Quantcast
Channel: Visual art – Somatosphere
Viewing all articles
Browse latest Browse all 7

Susan Squier’s Epigenetic Landscapes: Drawing as Metaphor by Rebecca Rahimi

$
0
0

Epigenetic Landscapes: Drawing as Metaphor

Susan Merrill Squier

Duke University Press, 2017. 280 pages

 

Susan Merrill Squier’s Epigenetic Landscapes: Drawing as Metaphor is positioned at the intersection of biological systems and art. Squier is a professor of Women’s, Gender and Sexuality studies whose research examines how culture, art and comics influence medicine. The book consists of an extensive biography and history of Conrad Waddington–the biologist often credited with laying the conceptual groundwork for epigenetics–and his three formulations of the epigenetic landscape. Squier’s text largely serves as an analysis of how images associated with the epigenetic landscape can be reimagined and understood as revealing knowledge not only regarding the life sciences, but the entanglement of art and science as informed by feminist epistemology.

By incorporating scholarship from various disciplines, Squier critiques the modern-day narrowing of epigenetics in order to argue for an epigenetics of the past, one that encourages ambiguity and questioning. In doing so, Squier looks at how epigenetics can be used in analyzing biological notions and understanding the development of knowledge in several other (humanities and social science based) fields. By scrutinizing the history of the epigenetic landscape and by integrating a multidisciplinary perspective, Squier successfully argues against epigenetic determinism and reductionism; in doing so, she reintroduces the concept through an unexpected and humanities-based lens. Unlike today’s molecularized understanding of epigenetics, Squier’s exposition of epigenetics, which showcases her sensory-laced descriptions and inclusion of the arts and feminist epistemology, mirrors the vibrant and well-rounded approach first taken by Waddington.

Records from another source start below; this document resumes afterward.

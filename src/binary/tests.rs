//! Tests for the binary schema codec

use super::*;
use crate::FORMAT_VERSIONS;
use crate::def::{DefType, Field, ParamDef};
use crate::error::DefError;

/// Header offsets used by the tampering tests.
const HEADER_TAG_OFFSET: usize = 0x04;
const RECORD_TAG_OFFSET: usize = 0x0A;
const FORMAT_VERSION_OFFSET: usize = 0x2E;

fn create_test_def(format_version: i16) -> ParamDef {
    let mut def = ParamDef::new("EQUIP_PARAM_WEAPON_ST");
    def.format_version = format_version;
    def.data_version = 3;

    let mut durability = Field::new(DefType::S32, "durability");
    durability.description = Some("Durability of the weapon.".to_string());
    durability.maximum = 9999.0;

    let mut weight = Field::new(DefType::F32, "weight");
    weight.minimum = 0.0;
    weight.maximum = 99.0;

    let mut enhance = Field::new(DefType::U8, "isEnhance");
    enhance.bit_size = 1;
    let mut custom = Field::new(DefType::U8, "isCustom");
    custom.bit_size = 7;

    let mut pad = Field::new(DefType::Dummy8, "pad0");
    pad.array_length = 6;

    def.fields = vec![durability, weight, enhance, custom, pad];

    if format_version >= 104 {
        for (i, field) in def.fields.iter_mut().enumerate() {
            field.sort_id = (i as i32 + 1) * 100;
        }
    }
    if format_version < 102 {
        // Internal names (and with them bitfield suffixes) only exist in
        // the record from version 102.
        for field in &mut def.fields {
            field.internal_name.clear();
            field.bit_size = -1;
        }
    }
    def
}

fn record_offset(def: &ParamDef, index: usize) -> usize {
    let layout = FormatLayout::for_version(def.format_version).unwrap();
    let header = if layout.extended() { 0x38 } else { HEADER_SIZE };
    header + index * layout.record_tag as usize
}

#[test]
fn test_round_trip_all_versions() {
    for version in FORMAT_VERSIONS {
        let def = create_test_def(version);
        let bytes = encode_binary(&def).unwrap();
        let decoded = decode_binary(&bytes).unwrap();
        assert_eq!(decoded, def, "round trip failed for version {version}");
    }
}

#[test]
fn test_round_trip_big_endian() {
    let mut def = create_test_def(104);
    def.big_endian = true;
    let bytes = encode_binary(&def).unwrap();
    assert_eq!(bytes[ENDIAN_OFFSET] as i8, -1);
    assert_eq!(decode_binary(&bytes).unwrap(), def);
}

#[test]
fn test_round_trip_unicode() {
    let mut def = create_test_def(201);
    def.param_type = "NPC_PARAM_ST".to_string();
    def.unicode = true;
    def.fields[0].display_name = "耐久度".to_string();
    def.fields[0].description = Some("武器の耐久度。".to_string());
    let bytes = encode_binary(&def).unwrap();
    assert_eq!(bytes[UNICODE_OFFSET], 1);
    assert_eq!(decode_binary(&bytes).unwrap(), def);
}

#[test]
fn test_round_trip_big_endian_unicode() {
    let mut def = create_test_def(104);
    def.param_type = "NPC_PARAM_ST".to_string();
    def.big_endian = true;
    def.unicode = true;
    def.fields[1].description = Some("重量。".to_string());
    let bytes = encode_binary(&def).unwrap();
    assert_eq!(decode_binary(&bytes).unwrap(), def);
}

#[test]
fn test_file_size_is_backfilled() {
    let bytes = encode_binary(&create_test_def(104)).unwrap();
    let file_size = i32::from_le_bytes(bytes[0..4].try_into().unwrap());
    assert_eq!(file_size as usize, bytes.len());
}

#[test]
fn test_whole_file_padded_before_104() {
    for version in [101, 102, 103] {
        let bytes = encode_binary(&create_test_def(version)).unwrap();
        assert_eq!(bytes.len() % PAD_ALIGN, 0, "version {version} not padded");
    }
}

#[test]
fn test_description_block_padded_from_104() {
    let def = create_test_def(104);
    let bytes = encode_binary(&def).unwrap();
    let descriptions_start = record_offset(&def, def.fields.len());
    assert_eq!((bytes.len() - descriptions_start) % PAD_ALIGN, 0);
}

#[test]
fn test_missing_description_keeps_zero_sentinel() {
    let mut def = create_test_def(104);
    def.fields[0].description = None;
    let bytes = encode_binary(&def).unwrap();

    // Description offset slot sits after the name/type/format strings,
    // four floats, edit flags, and byte count.
    let slot = record_offset(&def, 0) + 0x40 + 8 + 8 + 16 + 4 + 4;
    assert_eq!(&bytes[slot..slot + 4], &[0, 0, 0, 0]);
    assert_eq!(decode_binary(&bytes).unwrap().fields[0].description, None);
}

#[test]
fn test_array_length_from_byte_count() {
    let def = create_test_def(104);
    let bytes = encode_binary(&def).unwrap();
    let decoded = decode_binary(&bytes).unwrap();
    assert_eq!(decoded.fields[4].array_length, 6);

    // fixstrW stores two bytes per element: 12 bytes decode to length 6.
    let mut def = ParamDef::new("MENU_PARAM_ST");
    let mut name = Field::new(DefType::FixstrW, "menuName");
    name.array_length = 6;
    def.fields = vec![name];
    let bytes = encode_binary(&def).unwrap();
    let byte_count_at = record_offset(&def, 0) + 0x40 + 8 + 8 + 16 + 4;
    let byte_count = i32::from_le_bytes(bytes[byte_count_at..byte_count_at + 4].try_into().unwrap());
    assert_eq!(byte_count, 12);
    assert_eq!(decode_binary(&bytes).unwrap().fields[0].array_length, 6);
}

#[test]
fn test_array_length_mismatch_is_corrupt() {
    // Grow the dummy8 field's byte count so it no longer agrees with the
    // [6] suffix carried by the internal name.
    let def = create_test_def(104);
    let mut bytes = encode_binary(&def).unwrap();
    let byte_count_at = record_offset(&def, 4) + 0x40 + 8 + 8 + 16 + 4;
    bytes[byte_count_at..byte_count_at + 4].copy_from_slice(&12i32.to_le_bytes());
    assert!(matches!(
        decode_binary(&bytes),
        Err(DefError::CorruptSchema(_))
    ));
}

#[test]
fn test_bitfield_suffix_round_trip() {
    let def = create_test_def(102);
    let bytes = encode_binary(&def).unwrap();
    let decoded = decode_binary(&bytes).unwrap();
    assert_eq!(decoded.fields[2].internal_name, "isEnhance");
    assert_eq!(decoded.fields[2].bit_size, 1);
    assert_eq!(decoded.fields[3].bit_size, 7);
}

#[test]
fn test_version_gating_102() {
    let def = create_test_def(102);
    let bytes = encode_binary(&def).unwrap();
    let decoded = decode_binary(&bytes).unwrap();

    // 102 records carry the internal name but no sort id.
    assert_eq!(decoded.fields[0].internal_name, "durability");
    assert!(decoded.fields.iter().all(|f| f.sort_id == 0));

    // Forcing a 104 interpretation leaves a known-but-wrong record tag.
    let mut tampered = bytes.clone();
    tampered[FORMAT_VERSION_OFFSET..FORMAT_VERSION_OFFSET + 2]
        .copy_from_slice(&104i16.to_le_bytes());
    assert!(matches!(
        decode_binary(&tampered),
        Err(DefError::CorruptSchema(_))
    ));
}

#[test]
fn test_internal_name_absent_before_102() {
    let bytes = encode_binary(&create_test_def(101)).unwrap();
    let decoded = decode_binary(&bytes).unwrap();
    assert!(decoded.fields.iter().all(|f| f.internal_name.is_empty()));
    assert!(decoded.fields.iter().all(|f| f.bit_size == -1));
}

#[test]
fn test_unknown_version_is_unsupported() {
    let mut bytes = encode_binary(&create_test_def(104)).unwrap();
    bytes[FORMAT_VERSION_OFFSET..FORMAT_VERSION_OFFSET + 2]
        .copy_from_slice(&105i16.to_le_bytes());
    assert!(matches!(
        decode_binary(&bytes),
        Err(DefError::UnsupportedFormat(_))
    ));
}

#[test]
fn test_unknown_header_tag_is_unsupported() {
    let mut bytes = encode_binary(&create_test_def(104)).unwrap();
    bytes[HEADER_TAG_OFFSET..HEADER_TAG_OFFSET + 2].copy_from_slice(&0x31i16.to_le_bytes());
    assert!(matches!(
        decode_binary(&bytes),
        Err(DefError::UnsupportedFormat(_))
    ));
}

#[test]
fn test_unknown_record_tag_is_unsupported() {
    let mut bytes = encode_binary(&create_test_def(104)).unwrap();
    bytes[RECORD_TAG_OFFSET..RECORD_TAG_OFFSET + 2].copy_from_slice(&0x70i16.to_le_bytes());
    assert!(matches!(
        decode_binary(&bytes),
        Err(DefError::UnsupportedFormat(_))
    ));
}

#[test]
fn test_truncated_buffer_is_corrupt() {
    let bytes = encode_binary(&create_test_def(104)).unwrap();
    assert!(matches!(
        decode_binary(&bytes[..0x20]),
        Err(DefError::CorruptSchema(_))
    ));
    assert!(matches!(
        decode_binary(&bytes[..bytes.len() - 40]),
        Err(DefError::CorruptSchema(_))
    ));
}

#[test]
fn test_non_zero_reserved_tail_is_corrupt() {
    let def = create_test_def(201);
    let mut bytes = encode_binary(&def).unwrap();
    let layout = FormatLayout::for_version(201).unwrap();
    let tail_at = record_offset(&def, 1) - layout.reserved_tail;
    bytes[tail_at] = 1;
    assert!(matches!(
        decode_binary(&bytes),
        Err(DefError::CorruptSchema(_))
    ));
}

#[test]
fn test_narrow_encoding_rejects_wide_chars() {
    let mut def = create_test_def(104);
    def.fields[0].display_name = "耐久度".to_string();
    assert!(matches!(
        encode_binary(&def),
        Err(DefError::CorruptSchema(_))
    ));
}

#[test]
fn test_unknown_type_name_is_corrupt() {
    let def = create_test_def(104);
    let mut bytes = encode_binary(&def).unwrap();
    let type_at = record_offset(&def, 0) + 0x40;
    bytes[type_at..type_at + 4].copy_from_slice(b"vec4");
    assert!(matches!(
        decode_binary(&bytes),
        Err(DefError::CorruptSchema(_))
    ));
}

#[test]
fn test_empty_def_round_trips() {
    let mut def = ParamDef::new("AI_STANDARD_INFO_BANK");
    def.format_version = 104;
    let bytes = encode_binary(&def).unwrap();
    let decoded = decode_binary(&bytes).unwrap();
    assert_eq!(decoded, def);
    assert!(decoded.fields.is_empty());
}

#[test]
fn test_space_padding_before_104() {
    let def = create_test_def(101);
    let bytes = encode_binary(&def).unwrap();
    // "EQUIP_PARAM_WEAPON_ST" is 21 chars; the rest of the 0x20-wide slot
    // is space padding on old versions.
    assert_eq!(bytes[0x0C + 21], 0x20);

    let bytes = encode_binary(&create_test_def(104)).unwrap();
    assert_eq!(bytes[0x0C + 21], 0x00);
}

Waddington’s first landscape is the river, drawn by John Piper, an artist and friend of the scientist. Chapter One centers on the initial formation the river, and how cultural events lent themselves to Waddington’s interest and creation of the epigenetic landscape. Waddington and Piper were both interested in the “connection between the movement of time and changes in the landscape… for Waddington, the challenge was epistemological: he wanted to find a way to link embryological development to hereditary transmission through the representation of temporal processes in a visual form” (25). Affected by the perturbations and chaos resulting from World War II and the Blitz, the men turned towards images of realistic and contextually comprehensible landscapes–leading to Piper’s illustration of the river. Waddington collaborated with Piper to create a drawing that broke free from the narrowness and complexity of the language associated with biology and instead made clear “the connection between the movement of time and changes” in both the landscape and in gene expression itself (25).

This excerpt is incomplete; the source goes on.